I’m not an immigrant – I grew up in a small town in North Carolina.  So why am I volunteering my time for this effort?

In part, because I believe access to technical talent is the biggest threat to our global competitiveness and ability to innovate.  Clearly the US needs to focus on nurturing more STEM (Science Technology Engineering and Math) talent here at home.  But we also need to continue what has worked for the country in the past – attracting the best minds from all over the world.  It’s a cliché we often hear, but it’s true – we are a nation of immigrants.

But the real reason this resonated with me is because during my time as an EIR at ATDC I’ve come to believe keeping talent here in Atlanta is one of the biggest keys to strengthening our startup community.

Startups will tell you the students they recruit out of Tech want to go work for Google or Facebook and talk about how we need to do more to highlight the startup community here in Atlanta to retain them.  They are right.  Fortunately folks like Keith McGreggor are working to become on-campus evangelists for the startup community and the execs at the companies at ATDC are becoming more active in the Georgia Tech community.

But there’s another issue – we’re losing much of that talent not just to other tech hubs and companies here in the US – we’re losing them to other countries.

One of the coolest parts about being an EIR at ATDC is seeing all of the incredible technology innovations coming out of Georgia Tech and other research universities in the area.  Commercializing these innovations represents enormous economic development and job creation opportunities.

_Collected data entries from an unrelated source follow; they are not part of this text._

//! Lossy round-trip quality and codestream shape

mod common;

use common::{checkerboard_frame, gradient_frame, psnr};
use luxel::{
    encode, Backend, Container, Decoder, Encoder, EncodingOptions, CONTAINER_SIGNATURE,
};

#[test]
fn quality_90_gradient() {
    let frame = gradient_frame();
    let encoded = encode(&frame, &EncodingOptions::lossy(90.0)).unwrap();
    assert!(
        encoded.data.len() < 32 * 32 * 3,
        "lossy stream {} bytes is larger than a raw plane",
        encoded.data.len()
    );

    let decoded = Decoder::new().decode(&encoded.data).unwrap();
    let quality = psnr(&frame, &decoded);
    assert!(quality >= 35.0, "PSNR {:.2} dB below 35", quality);
}

#[test]
fn quality_75_gradient() {
    let frame = gradient_frame();
    let encoded = encode(&frame, &EncodingOptions::lossy(75.0)).unwrap();
    let decoded = Decoder::new().decode(&encoded.data).unwrap();
    let quality = psnr(&frame, &decoded);
    assert!(quality >= 30.0, "PSNR {:.2} dB below 30", quality);
}

#[test]
fn distance_one_checkerboard() {
    let frame = checkerboard_frame();
    let encoded = encode(&frame, &EncodingOptions::with_distance(1.0)).unwrap();
    assert!(!encoded.data.is_empty());
    assert_eq!(&encoded.data[..2], &[0xFF, 0x0A]);

    let decoded = Decoder::new().decode(&encoded.data).unwrap();
    assert_eq!(decoded.width(), frame.width());
    assert_eq!(decoded.height(), frame.height());
}

#[test]
fn bare_codestream_is_never_boxed() {
    let encoded = encode(&gradient_frame(), &EncodingOptions::lossy(90.0)).unwrap();
    assert_eq!(&encoded.data[..2], &[0xFF, 0x0A]);
    assert!(!encoded.data.starts_with(&CONTAINER_SIGNATURE));
    // No ISOBMFF box header hiding behind the signature either
    assert_ne!(&encoded.data[4..8], b"JXL ");
    assert_ne!(&encoded.data[4..8], b"ftyp");
}

#[test]
fn container_wraps_and_unwraps() {
    let encoded = encode(&gradient_frame(), &EncodingOptions::lossy(85.0)).unwrap();
    let container = Container::wrap(encoded.data.clone());
    let bytes = container.to_bytes();
    assert!(bytes.starts_with(&CONTAINER_SIGNATURE));

    let unwrapped = Container::from_bytes(&bytes).unwrap().codestream().unwrap();
    assert_eq!(unwrapped, encoded.data);
    // The decoder insists on the bare codestream
    assert!(Decoder::new().decode(&bytes).is_err());
    assert!(Decoder::new().decode(&unwrapped).is_ok());
}

#[test]
fn rans_path_roundtrips_lossy() {
    let frame = gradient_frame();
    let encoded = encode(&frame, &EncodingOptions::lossy(90.0).use_ans(true)).unwrap();
    let decoded = Decoder::new().decode(&encoded.data).unwrap();
    let quality = psnr(&frame, &decoded);
    assert!(quality >= 35.0, "rANS path PSNR {:.2} dB", quality);
}

#[test]
fn adaptive_quantization_roundtrips() {
    let frame = checkerboard_frame();
    let encoded = encode(
        &frame,
        &EncodingOptions::lossy(85.0).adaptive_quantization(true),
    )
    .unwrap();
    let decoded = Decoder::new().decode(&encoded.data).unwrap();
    assert_eq!(decoded.width(), 32);
    let quality = psnr(&frame, &decoded);
    assert!(quality >= 25.0, "adaptive PSNR {:.2} dB", quality);
}

#[test]
fn xyb_transform_roundtrips() {
    let frame = gradient_frame();
    let mut options = EncodingOptions::lossy(95.0);
    options.color_transform = luxel::LossyColorTransform::Xyb;
    let encoded = encode(&frame, &options).unwrap();
    let decoded = Decoder::new().decode(&encoded.data).unwrap();
    assert_eq!(decoded.width(), frame.width());
    // XYB chroma is coarse under the shared matrix rule; luma survives
    let quality = psnr(&frame, &decoded);
    assert!(quality >= 15.0, "XYB PSNR {:.2} dB", quality);
}

#[test]
fn scalar_backend_matches_detected_backend() {
    let frame = gradient_frame();
    let detected = Encoder::new(EncodingOptions::lossy(90.0))
        .encode(&frame)
        .unwrap();
    let scalar = Encoder::with_backend(EncodingOptions::lossy(90.0), Backend::Scalar)
        .unwrap()
        .encode(&frame)
        .unwrap();
    assert_eq!(detected.data, scalar.data);
}

#[test]
fn stats_reflect_the_encode() {
    let encoded = encode(&gradient_frame(), &EncodingOptions::lossy(90.0)).unwrap();
    assert_eq!(encoded.stats.encoded_bytes, encoded.data.len());
    assert_eq!(encoded.stats.frame_count, 1);
    assert!(!encoded.stats.modular);
    assert!(encoded.stats.pool_metrics.acquire_count > 0);
}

Behind each of those innovations are teams of professors and students. At Georgia Tech, about half of those inventors and would be entrepreneurs are foreign born.  They came to the US to study because we have the best universities and advanced degree programs in the world.

For graduates that want to go work for large established companies, the immigration pathway is clear.  But for those that want to commercialize their innovations, immigration obstacles often prevent them from starting a company or joining a technology startup.

Many would say “So what… let them get a job with a big company or go home.  Leave those startup jobs to Americans.”  While unemployment in Georgia is over 8%, unemployment in the technology sector is less than half at 3.2%.  Money and talent are the two biggest challenges for the early stage companies.  I run the CEO Roundtable at ATDC and one of the most frequent topics of discussion is how the struggle to find great technical talent is their biggest barrier to growth.  Think about that – coming from startup CEOs located on the campus of one of the top engineering schools in the country during a time of record unemployment – and their biggest challenge is hiring the employees they need to grow!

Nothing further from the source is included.